> Extracted entries:
//! Example demonstrating error handling with the k-NN classifier and the
//! evaluation helpers.
//!
//! Every failure is a `Result` the caller can match on or propagate with `?`.

use knn_eval::{KnnClassifier, KnnError, MetricsError, evaluate_classification_metrics};
use ndarray::array;

fn main() {
    println!("k-NN Classifier Error Handling Examples");
    println!("=======================================");

    // Example 1: invalid hyperparameters
    println!("\n1. Handling invalid k value (k=0):");
    let mut classifier = KnnClassifier::new();
    match classifier.fit(array![[1.0, 1.0], [2.0, 2.0]], vec!["A", "A"], 0, 2) {
        Ok(()) => println!("   Classifier fitted"),
        Err(e @ KnnError::InvalidK { .. }) => println!("   ✓ Caught expected error: {e}"),
        Err(e) => println!("   ✗ Unexpected error: {e}"),
    }

    // Example 2: mismatched training data
    println!("\n2. Handling features/labels of different lengths:");
    match classifier.fit(array![[1.0, 1.0], [2.0, 2.0]], vec!["A"], 1, 2) {
        Err(e) if e.is_invalid_argument() => println!("   ✓ Caught expected error: {e}"),
        other => println!("   ✗ Unexpected result: {other:?}"),
    }

    // Example 3: predicting before a successful fit
    println!("\n3. Predicting with an unfitted model:");
    match classifier.predict(array![[1.0, 1.0]].view()) {
        Err(e @ KnnError::NotFitted { .. }) => println!("   ✓ Caught expected error: {e}"),
        other => println!("   ✗ Unexpected result: {other:?}"),
    }

    // Example 4: a successful round trip
    println!("\n4. Successful prediction with error handling:");
    let features = array![
        [1.0, 1.0],
        [2.0, 2.0],
        [1.0, 2.0],
        [8.0, 8.0],
        [9.0, 8.0],
        [8.0, 9.0]
    ];
    let labels = vec!["Class A", "Class A", "Class A", "Class B", "Class B", "Class B"];
    match classifier.fit(features, labels, 3, 2) {
        Ok(()) => {
            println!("   ✓ {classifier}");
            let queries = array![[2.5, 2.5], [7.5, 8.5]];
            match classifier.predict(queries.view()) {
                Ok(predicted) => println!("   ✓ Predictions: {predicted:?}"),
                Err(e) => println!("   ✗ Prediction failed: {e}"),
            }
            // The model was fitted on two features.
            if let Err(e) = classifier.predict(array![[1.0]].view()) {
                println!("   ✓ Caught expected error: {e}");
            }
        }
        Err(e) => println!("   ✗ Failed to fit classifier: {e}"),
    }

    // Example 5: propagation with `?`
    println!("\n5. Error propagation in functions:");

    fn classify_with_error_handling() -> Result<String, KnnError> {
        let mut classifier = KnnClassifier::new();
        classifier.fit(array![[1.0], [-1.0]], vec!["positive", "negative"], 1, 2)?;
        let result = classifier.predict(array![[0.5]].view())?;
        Ok(result[0].to_string())
    }

    match classify_with_error_handling() {
        Ok(result) => println!("   ✓ Classification result: {result}"),
        Err(e) => println!("   ✗ Classification failed: {e}"),
    }

    // Example 6: metrics reject non-parallel inputs, never zero denominators
    println!("\n6. Metric errors:");
    match evaluate_classification_metrics(&[1, 0, 1], &[1, 0], &1) {
        Err(e @ MetricsError::LengthMismatch { .. }) => println!("   ✓ Caught expected error: {e}"),
        other => println!("   ✗ Unexpected result: {other:?}"),
    }
    if let Ok(m) = evaluate_classification_metrics(&[0, 0], &[0, 0], &1) {
        println!("   ✓ Precision with no positive predictions: {}", m.precision);
    }

    println!("\nAll examples completed successfully!");
}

> Task prompt:
Only a number is wanted: how many lines of the material above hold "labels"?

> Worked solution:
3